Thanks for this write up. The list is quite substantial, which makes me think: do you have a list of problems you’ve considered, concluded are probably quite unpromising and therefore dissuade people from undertaking? I could imagine someone reading this and thinking “X and Y are on the list so Z, which wasn’t mentioned explicitly [but 80k would advice against], is also likely a good area”.
Just a quick note. It would be helpful if, at the start, you explained who you think this post is for and/or its practical upshot.
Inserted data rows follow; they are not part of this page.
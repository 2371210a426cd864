// crates/arbiter-core/src/judge/mod.rs
// ============================================================================
// Module: Arbiter Judge
// Description: Deterministic scoring of items into complete judgment drafts.
// Purpose: Turn an item plus scoring context into dimensions, axioms, and verdict.
// Dependencies: crate::core, crate::judge::{facts, rules}
// ============================================================================

//! ## Overview
//! The judge is a pure function: item and context in, judgment draft out. It
//! performs no I/O, reads no clock, and uses no randomness, so identical
//! inputs always produce identical drafts.
//! Invariants:
//! - `dimension_scores` carries exactly the 25 rubric dimensions.
//! - `confidence` never exceeds the configured maximum.
//! - Verdict bands are monotone in the composite score.

// ============================================================================
// SECTION: Submodules
// ============================================================================

pub mod facts;
pub mod rules;

// ============================================================================
// SECTION: Imports
// ============================================================================

use std::collections::BTreeMap;
use std::sync::Arc;

use serde::Deserialize;
use serde::Serialize;
use thiserror::Error;

use crate::core::Axiom;
use crate::core::Dimension;
use crate::core::Item;
use crate::core::JudgmentDraft;
use crate::core::LearningState;
use crate::core::Verdict;
use crate::core::Weakness;
use crate::judge::facts::ItemFacts;
use crate::judge::rules::clamp01;
use crate::judge::rules::raw_score;

// ============================================================================
// SECTION: Defaults
// ============================================================================

/// Default upper bound on judgment confidence (reciprocal of the golden ratio).
pub const DEFAULT_MAX_CONFIDENCE: f64 = 0.618;
/// Default threshold below which a dimension counts as a weakness.
pub const DEFAULT_CONCERN_THRESHOLD: f64 = 0.382;
/// Weight given to a supplied knowledge prior when blending the composite.
const PRIOR_WEIGHT: f64 = 0.1;

// ============================================================================
// SECTION: Verdict Thresholds
// ============================================================================

/// Composite-score cut points separating the four verdict bands.
///
/// # Invariants
/// - `concern_min < accept_min < strong_accept_min`.
#[derive(Debug, Clone, Copy, PartialEq, Eq, Serialize, Deserialize)]
pub struct VerdictThresholds {
    /// Scores below this are `reject`.
    pub concern_min: u8,
    /// Scores below this (and at least `concern_min`) are `concern`.
    pub accept_min: u8,
    /// Scores below this (and at least `accept_min`) are `accept`.
    pub strong_accept_min: u8,
}

impl Default for VerdictThresholds {
    fn default() -> Self {
        // Cut points derived from the reciprocal of the golden ratio:
        // 38.2, 61.8, and 61.8 + 38.2 * 0.618.
        Self {
            concern_min: 38,
            accept_min: 62,
            strong_accept_min: 85,
        }
    }
}

impl VerdictThresholds {
    /// Maps a composite score to its verdict band.
    #[must_use]
    pub const fn verdict_for(&self, q_score: u8) -> Verdict {
        if q_score >= self.strong_accept_min {
            Verdict::StrongAccept
        } else if q_score >= self.accept_min {
            Verdict::Accept
        } else if q_score >= self.concern_min {
            Verdict::Concern
        } else {
            Verdict::Reject
        }
    }

    /// Returns true when the cut points are strictly ordered.
    #[must_use]
    pub const fn is_ordered(&self) -> bool {
        self.concern_min < self.accept_min && self.accept_min < self.strong_accept_min
    }
}

// ============================================================================
// SECTION: Scoring Config
// ============================================================================

/// Static configuration for the judge.
#[derive(Debug, Clone, PartialEq, Serialize, Deserialize)]
pub struct ScoringConfig {
    /// Upper bound on confidence; always below 1.
    pub max_confidence: f64,
    /// Threshold below which a dimension counts as a weakness.
    pub concern_threshold: f64,
    /// Verdict band cut points.
    pub thresholds: VerdictThresholds,
    /// Composite weights per axiom; missing entries use rubric defaults.
    #[serde(default)]
    pub axiom_weights: BTreeMap<Axiom, f64>,
    /// Within-axiom weights per dimension; missing entries default to 1.
    #[serde(default)]
    pub dimension_weights: BTreeMap<Dimension, f64>,
}

impl Default for ScoringConfig {
    fn default() -> Self {
        Self {
            max_confidence: DEFAULT_MAX_CONFIDENCE,
            concern_threshold: DEFAULT_CONCERN_THRESHOLD,
            thresholds: VerdictThresholds::default(),
            axiom_weights: BTreeMap::new(),
            dimension_weights: BTreeMap::new(),
        }
    }
}

impl ScoringConfig {
    /// Returns the composite weight for an axiom.
    #[must_use]
    pub fn axiom_weight(&self, axiom: Axiom) -> f64 {
        self.axiom_weights.get(&axiom).copied().unwrap_or_else(|| axiom.default_weight())
    }

    /// Returns the within-axiom weight for a dimension.
    #[must_use]
    pub fn dimension_weight(&self, dimension: Dimension) -> f64 {
        self.dimension_weights.get(&dimension).copied().unwrap_or(1.0)
    }
}

// ============================================================================
// SECTION: Scoring Context
// ============================================================================

/// Per-call context the pipeline hands to the judge.
#[derive(Debug, Clone, Default)]
pub struct ScoringContext {
    /// Learning state snapshot applied as additive dimension modifiers.
    pub learning: Option<Arc<LearningState>>,
    /// Optional knowledge prior in [0, 1] blended into the composite.
    pub prior: Option<f64>,
}

// ============================================================================
// SECTION: Errors
// ============================================================================

/// Judge errors.
///
/// # Invariants
/// - Variants are stable for programmatic handling.
#[derive(Debug, Error)]
pub enum JudgeError {
    /// Item was malformed: missing type information or empty content.
    #[error("invalid input: {0}")]
    InvalidInput(String),
}

// ============================================================================
// SECTION: Judge
// ============================================================================

/// Deterministic item scorer.
#[derive(Debug, Clone, Default)]
pub struct Judge {
    /// Static scoring configuration.
    config: ScoringConfig,
}

impl Judge {
    /// Creates a judge with the given configuration.
    #[must_use]
    pub const fn new(config: ScoringConfig) -> Self {
        Self {
            config,
        }
    }

    /// Returns the scoring configuration.
    #[must_use]
    pub const fn config(&self) -> &ScoringConfig {
        &self.config
    }

    /// Scores an item into a complete judgment draft.
    ///
    /// # Errors
    ///
    /// Returns [`JudgeError::InvalidInput`] for empty content. Scoring-range
    /// issues never error; every score is clamped.
    pub fn score(&self, item: &Item, context: &ScoringContext) -> Result<JudgmentDraft, JudgeError> {
        if item.content.trim().is_empty() {
            return Err(JudgeError::InvalidInput("item content is empty".to_string()));
        }
        let facts = ItemFacts::extract(item);

        let mut dimension_scores = BTreeMap::new();
        for dimension in Dimension::ALL {
            let raw = item
                .pinned_scores
                .get(&dimension)
                .copied()
                .map_or_else(|| raw_score(dimension, item, &facts), clamp01);
            let modifier = context
                .learning
                .as_ref()
                .map_or(0.0, |learning| learning.modifier(dimension));
            dimension_scores.insert(dimension, clamp01(raw + modifier));
        }

        let axiom_scores = self.aggregate_axioms(&dimension_scores);
        let composite = self.composite(&axiom_scores, context.prior);
        let q_score = round_composite(composite);
        let verdict = self.config.thresholds.verdict_for(q_score);
        let confidence = self.confidence(q_score, &axiom_scores);
        let weaknesses = self.weaknesses(&dimension_scores);

        Ok(JudgmentDraft {
            item_type: item.item_type,
            item_content: item.content.clone(),
            dimension_scores,
            axiom_scores,
            q_score,
            verdict,
            confidence,
            weaknesses,
        })
    }

    /// Aggregates dimension scores into per-axiom weighted means.
    fn aggregate_axioms(
        &self,
        dimension_scores: &BTreeMap<Dimension, f64>,
    ) -> BTreeMap<Axiom, f64> {
        let mut axiom_scores = BTreeMap::new();
        for axiom in Axiom::ALL {
            let mut weighted = 0.0;
            let mut weight_sum = 0.0;
            for dimension in axiom.dimensions() {
                let weight = self.config.dimension_weight(dimension).max(0.0);
                let score = dimension_scores.get(&dimension).copied().unwrap_or(0.0);
                weighted += weight * score;
                weight_sum += weight;
            }
            let score = if weight_sum > 0.0 { weighted / weight_sum } else { 0.0 };
            axiom_scores.insert(axiom, clamp01(score));
        }
        axiom_scores
    }

    /// Computes the composite in [0, 1], blending an optional prior.
    fn composite(&self, axiom_scores: &BTreeMap<Axiom, f64>, prior: Option<f64>) -> f64 {
        let mut weighted = 0.0;
        let mut weight_sum = 0.0;
        for axiom in Axiom::ALL {
            let weight = self.config.axiom_weight(axiom).max(0.0);
            weighted += weight * axiom_scores.get(&axiom).copied().unwrap_or(0.0);
            weight_sum += weight;
        }
        let mut composite = if weight_sum > 0.0 { weighted / weight_sum } else { 0.0 };
        if let Some(prior) = prior {
            composite = composite * (1.0 - PRIOR_WEIGHT) + clamp01(prior) * PRIOR_WEIGHT;
        }
        clamp01(composite)
    }

    /// Computes capped confidence, monotone in the composite and the weakest
    /// axiom.
    fn confidence(&self, q_score: u8, axiom_scores: &BTreeMap<Axiom, f64>) -> f64 {
        let min_axiom = axiom_scores.values().copied().fold(1.0, f64::min);
        let q = f64::from(q_score) / 100.0;
        let raw = self.config.max_confidence * 0.3_f64.mul_add(min_axiom, 0.7 * q);
        raw.min(self.config.max_confidence)
    }

    /// Enumerates dimensions below the concern threshold, ascending by score.
    fn weaknesses(&self, dimension_scores: &BTreeMap<Dimension, f64>) -> Vec<Weakness> {
        let threshold = self.config.concern_threshold;
        let mut weaknesses: Vec<Weakness> = dimension_scores
            .iter()
            .filter(|(_, score)| **score < threshold)
            .map(|(dimension, score)| Weakness {
                dimension: *dimension,
                score: *score,
                deficit: threshold - *score,
            })
            .collect();
        weaknesses.sort_by(|a, b| a.score.total_cmp(&b.score));
        weaknesses
    }
}

/// Rounds a [0, 1] composite to an integer score in 0..=100.
fn round_composite(composite: f64) -> u8 {
    let scaled = (composite.clamp(0.0, 1.0) * 100.0).round();
    #[allow(
        clippy::cast_possible_truncation,
        clippy::cast_sign_loss,
        reason = "value is clamped to 0..=100 before conversion"
    )]
    let q_score = scaled as u8;
    q_score
}
// crates/arbiter-core/src/core/item.rs
// ============================================================================
// Module: Arbiter Item Model
// Description: The input document submitted for judgment.
// Purpose: Define the item shape accepted by the judge and pipeline.
// Dependencies: serde, crate::core::rubric
// ============================================================================

//! ## Overview
//! An item is a short structured document: a note, code snippet, commit
//! summary, claim, or event. Callers may pin individual dimension scores;
//! pinned values are clamped but otherwise used verbatim by the judge.

// ============================================================================
// SECTION: Imports
// ============================================================================

use std::collections::BTreeMap;
use std::fmt;

use serde::Deserialize;
use serde::Serialize;

use crate::core::rubric::Dimension;

// ============================================================================
// SECTION: Item Type
// ============================================================================

/// Kind of document submitted for judgment.
///
/// # Invariants
/// - Unknown labels deserialize to [`ItemType::Other`] rather than failing.
#[derive(Debug, Clone, Copy, PartialEq, Eq, Serialize, Deserialize)]
#[serde(rename_all = "snake_case")]
pub enum ItemType {
    /// Free-form note or prose.
    Note,
    /// Code snippet or patch body.
    Code,
    /// Commit summary or change description.
    Commit,
    /// Factual claim.
    Claim,
    /// Observed event payload.
    Event,
    /// Anything else.
    #[serde(other)]
    Other,
}

impl ItemType {
    /// Returns the stable label for the item type.
    #[must_use]
    pub const fn as_str(self) -> &'static str {
        match self {
            Self::Note => "note",
            Self::Code => "code",
            Self::Commit => "commit",
            Self::Claim => "claim",
            Self::Event => "event",
            Self::Other => "other",
        }
    }
}

impl fmt::Display for ItemType {
    fn fmt(&self, f: &mut fmt::Formatter<'_>) -> fmt::Result {
        f.write_str(self.as_str())
    }
}

// ============================================================================
// SECTION: Item
// ============================================================================

/// A document submitted for judgment.
///
/// # Invariants
/// - `content` must be non-empty; the judge rejects empty content.
/// - `pinned_scores` values are clamped to [0, 1] at scoring time.
#[derive(Debug, Clone, PartialEq, Serialize, Deserialize)]
pub struct Item {
    /// Kind of document.
    #[serde(rename = "type")]
    pub item_type: ItemType,
    /// Free text or serialized structured content.
    pub content: String,
    /// Optional source references (URLs, citations, document handles).
    #[serde(default)]
    pub sources: Vec<String>,
    /// Whether the caller verified the item externally.
    #[serde(default)]
    pub verified: Option<bool>,
    /// Caller-pinned dimension scores, used verbatim after clamping.
    #[serde(default)]
    pub pinned_scores: BTreeMap<Dimension, f64>,
}

impl Item {
    /// Creates a bare item with the given type and content.
    #[must_use]
    pub fn new(item_type: ItemType, content: impl Into<String>) -> Self {
        Self {
            item_type,
            content: content.into(),
            sources: Vec::new(),
            verified: None,
            pinned_scores: BTreeMap::new(),
        }
    }
}
// crates/arbiter-server/src/server.rs
// ============================================================================
// Module: Arbiter HTTP Server
// Description: Axum surface: health, metrics, SSE stream, and tool dispatch.
// Purpose: Expose the runtime over HTTP with limits, auth, and audit.
// Dependencies: arbiter-core, arbiter-config, axum, tokio
// ============================================================================

//! ## Overview
//! The server wires configuration into the runtime (persistence, chain,
//! pipeline, triggers, learning, digests) and exposes four endpoints:
//! `GET /health`, `GET /metrics`, `GET /sse`, and the tool surface under
//! `/api/tools`. Requests pass a body-size check, an in-flight semaphore, a
//! fixed-window rate limiter, and optional bearer auth before dispatch.
//! The SSE stream is live-only: no replay, heartbeat comments keep
//! intermediaries from closing idle connections, and catch-up happens through
//! the `search` and `chain` tools.

// ============================================================================
// SECTION: Imports
// ============================================================================

use std::collections::HashMap;
use std::convert::Infallible;
use std::io::Write;
use std::net::SocketAddr;
use std::path::Path;
use std::sync::Arc;
use std::sync::Mutex;
use std::sync::MutexGuard;
use std::sync::PoisonError;
use std::time::Duration;
use std::time::Instant;

use arbiter_config::ArbiterConfig;
use arbiter_config::PersistenceKind;
use arbiter_config::RateLimitConfig;
use arbiter_core::DEFAULT_HASH_ALGORITHM;
use arbiter_core::Judge;
use arbiter_core::SharedPersistence;
use arbiter_core::Topic;
use arbiter_core::core::hashing::hash_bytes;
use arbiter_core::runtime::ChainManager;
use arbiter_core::runtime::DigestEngine;
use arbiter_core::runtime::EventBus;
use arbiter_core::runtime::JudgmentPipeline;
use arbiter_core::runtime::LearningEngine;
use arbiter_core::runtime::MemoryPersistence;
use arbiter_core::runtime::NoopTriggerSink;
use arbiter_core::runtime::TriggerEngine;
use arbiter_store_sqlite::SqlitePersistence;
use arbiter_store_sqlite::SqliteStoreConfig;
use axum::Router;
use axum::body::Bytes;
use axum::extract::ConnectInfo;
use axum::extract::Path as UrlPath;
use axum::extract::State;
use axum::http::HeaderMap;
use axum::http::StatusCode;
use axum::http::header::AUTHORIZATION;
use axum::response::IntoResponse;
use axum::response::Sse;
use axum::response::sse::Event;
use axum::response::sse::KeepAlive;
use axum::routing::get;
use axum::routing::post;
use serde::Serialize;
use serde_json::Value;
use serde_json::json;
use tokio::sync::Semaphore;
use tokio_stream::wrappers::ReceiverStream;

use crate::audit::FileAuditSink;
use crate::audit::NoopAuditSink;
use crate::audit::StderrAuditSink;
use crate::audit::ToolAuditEvent;
use crate::audit::ToolAuditSink;
use crate::telemetry::PrometheusMetrics;
use crate::telemetry::ServerMetrics;
use crate::telemetry::ToolOutcome;
use crate::tools::ToolError;
use crate::tools::ToolName;
use crate::tools::ToolRouter;
use crate::tools::ToolRouterConfig;
use crate::tools::tool_definitions;

// ============================================================================
// SECTION: Errors
// ============================================================================

/// Server errors.
#[derive(Debug, thiserror::Error)]
pub enum ServerError {
    /// Configuration errors.
    #[error("config error: {0}")]
    Config(String),
    /// Initialization errors.
    #[error("init error: {0}")]
    Init(String),
    /// Transport errors.
    #[error("transport error: {0}")]
    Transport(String),
}

// ============================================================================
// SECTION: Rate Limiter
// ============================================================================

/// Fixed-window rate limiter with in-memory buckets.
struct RateLimiter {
    /// Rate limit configuration.
    config: RateLimitConfig,
    /// Per-key request buckets.
    buckets: Mutex<HashMap<String, RateLimitBucket>>,
}

/// Rolling state for a single rate limit key.
struct RateLimitBucket {
    /// Window start time for the current bucket.
    window_start: Instant,
    /// Requests observed in the current window.
    count: u32,
    /// Last request timestamp for eviction.
    last_seen: Instant,
}

/// Decision returned by the rate limiter.
enum RateLimitDecision {
    /// Allow the request.
    Allow,
    /// Limit the request.
    Limited,
    /// Reject because the limiter is over capacity.
    OverCapacity,
}

impl RateLimiter {
    /// Creates a new rate limiter from configuration.
    fn new(config: RateLimitConfig) -> Self {
        Self {
            config,
            buckets: Mutex::new(HashMap::new()),
        }
    }

    /// Checks the limiter for the given key and updates the bucket.
    fn check(&self, key: &str) -> RateLimitDecision {
        let window = Duration::from_millis(self.config.window_ms);
        let ttl = Duration::from_millis(self.config.window_ms.saturating_mul(2));
        let now = Instant::now();
        let mut buckets = lock_unpoisoned(&self.buckets);
        if buckets.len() > self.config.max_entries {
            buckets.retain(|_, bucket| now.duration_since(bucket.last_seen) <= ttl);
        }
        if buckets.len() > self.config.max_entries {
            return RateLimitDecision::OverCapacity;
        }
        let bucket = buckets.entry(key.to_string()).or_insert(RateLimitBucket {
            window_start: now,
            count: 0,
            last_seen: now,
        });
        if now.duration_since(bucket.window_start) >= window {
            bucket.window_start = now;
            bucket.count = 0;
        }
        bucket.last_seen = now;
        if bucket.count >= self.config.max_requests {
            RateLimitDecision::Limited
        } else {
            bucket.count = bucket.count.saturating_add(1);
            RateLimitDecision::Allow
        }
    }
}
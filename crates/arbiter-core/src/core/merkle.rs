// crates/arbiter-core/src/core/merkle.rs
// ============================================================================
// Module: Arbiter Merkle Commitments
// Description: Merkle root computation over ordered judgment identifiers.
// Purpose: Commit each block to its judgment set for tamper evidence.
// Dependencies: crate::core::hashing, crate::core::identifiers
// ============================================================================

//! ## Overview
//! Blocks commit to their ordered judgment identifiers via a binary merkle
//! tree. Leaves are SHA-256 digests of the raw identifier bytes; odd levels
//! duplicate the last node before pairing.
//! Invariants:
//! - The empty set commits to [`crate::core::hashing::ZERO_HASH`].
//! - Roots are order-sensitive: reordering identifiers changes the root.

// ============================================================================
// SECTION: Imports
// ============================================================================

use crate::core::hashing::DEFAULT_HASH_ALGORITHM;
use crate::core::hashing::ZERO_HASH;
use crate::core::hashing::hash_bytes;
use crate::core::identifiers::JudgmentId;

// ============================================================================
// SECTION: Merkle Root
// ============================================================================

/// Computes the merkle root over ordered judgment identifiers.
///
/// Returns the zero hash for an empty identifier list.
#[must_use]
pub fn merkle_root(ids: &[JudgmentId]) -> String {
    if ids.is_empty() {
        return ZERO_HASH.to_string();
    }
    let mut level: Vec<String> = ids
        .iter()
        .map(|id| hash_bytes(DEFAULT_HASH_ALGORITHM, id.as_str().as_bytes()).value)
        .collect();
    while level.len() > 1 {
        if level.len() % 2 == 1 {
            if let Some(last) = level.last().cloned() {
                level.push(last);
            }
        }
        level = level.chunks(2).map(|pair| combine(&pair[0], &pair[1])).collect();
    }
    level.first().map_or_else(|| ZERO_HASH.to_string(), Clone::clone)
}

/// Hashes the concatenation of two hex-encoded nodes.
fn combine(left: &str, right: &str) -> String {
    let mut bytes = Vec::with_capacity(left.len() + right.len());
    bytes.extend_from_slice(left.as_bytes());
    bytes.extend_from_slice(right.as_bytes());
    hash_bytes(DEFAULT_HASH_ALGORITHM, &bytes).value
}

// ============================================================================
// SECTION: Tests
// ============================================================================

#[cfg(test)]
mod tests {
    #![allow(
        clippy::panic,
        clippy::unwrap_used,
        clippy::expect_used,
        reason = "Test-only panic-based assertions are permitted."
    )]

    use super::merkle_root;
    use crate::core::hashing::ZERO_HASH;
    use crate::core::identifiers::JudgmentId;

    fn ids(values: &[&str]) -> Vec<JudgmentId> {
        values.iter().map(|value| JudgmentId::new(*value)).collect()
    }

    #[test]
    fn empty_set_commits_to_zero_hash() {
        assert_eq!(merkle_root(&[]), ZERO_HASH);
    }

    #[test]
    fn single_leaf_root_is_leaf_hash() {
        let root = merkle_root(&ids(&["j-1"]));
        assert_eq!(root.len(), 64);
        assert_eq!(root, merkle_root(&ids(&["j-1"])));
    }

    #[test]
    fn root_is_order_sensitive() {
        let forward = merkle_root(&ids(&["j-1", "j-2", "j-3"]));
        let reversed = merkle_root(&ids(&["j-3", "j-2", "j-1"]));
        assert_ne!(forward, reversed);
    }

    #[test]
    fn odd_level_duplicates_last_leaf() {
        let triple = merkle_root(&ids(&["j-1", "j-2", "j-3"]));
        let padded = merkle_root(&ids(&["j-1", "j-2", "j-3", "j-3"]));
        assert_eq!(triple, padded);
    }

    #[test]
    fn root_is_stable_across_calls() {
        let first = merkle_root(&ids(&["a", "b", "c", "d", "e"]));
        let second = merkle_root(&ids(&["a", "b", "c", "d", "e"]));
        assert_eq!(first, second);
    }
}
I skimmed through the first 30% and wasn’t sure if this was a purely academic discussion or you were suggesting a way for donors to coordinate.
A couple of quick replies.
First, all your comments on the weirdness of Western mental healthcare are probably better described as ‘the weirdness of the US healthcare system’ rather than anything to do with mental health specifically. Note they are mostly to do with insurance issues.
Second, I think one can always raise the question of whether it’s better to (A) improve the best of service/good X or (B) improve distribution of existing versions of X. This also isn’t specific to mental health: one might retort to donors to AMF that they should be funding improvements in (say) health treatment in general or malaria treatment in particular. There’s a saying I like which is “the future is here, it just isn’t very evenly distributed”—if you compare Space-X launching rockets which can land themselves vs people not having clean drinking water. There seems to be very little we can say from the armchair about whether (A) or (B) is the more cost-effective option for a given X. I suspect that if there were a really strong ‘pull’ for goods/services to be provided, then we would already have ‘solved’ world poverty, which makes me think distribution is weakly related to innovation.
Aside: I wonder if there is some concept of ‘trickle-down’ innovation at play, and whether this is relevant analogous to that of ‘trickle-down’ economics.
I’m not sure what you mean by going from 0 to 1 vs 1 to n. Can you elaborate? I take it you mean the challenge of going from no to current best practice treatment (in developing countries) vs improving best practice (in developed countries).
I don’t have a cached answer on that question, but it’s an interesting one. You’d need to make quite a few more assumptions to work through it, e.g. how much better MH treatment could be than the current best practice, how easy it would be to get it there, how fast this would spread, etc. If you’d thought through some of this, I’d be interested to hear it.
Right. My thought is that we assume humans have the same capacity on average, because while there might be differences, we don’t know which way they’ll go so they should ‘wash out’ as statistical noise. Pertinently, this same response doesn’t work for animals because we really don’t know what their relatively max capacities are.
FWIW, the analogue to my response here would be to say we can expect all chickens to have approximately the same capacity as each other, even if individuals chickens differ. The claim isn’t about humans per se, but about similarities borne out of genetics.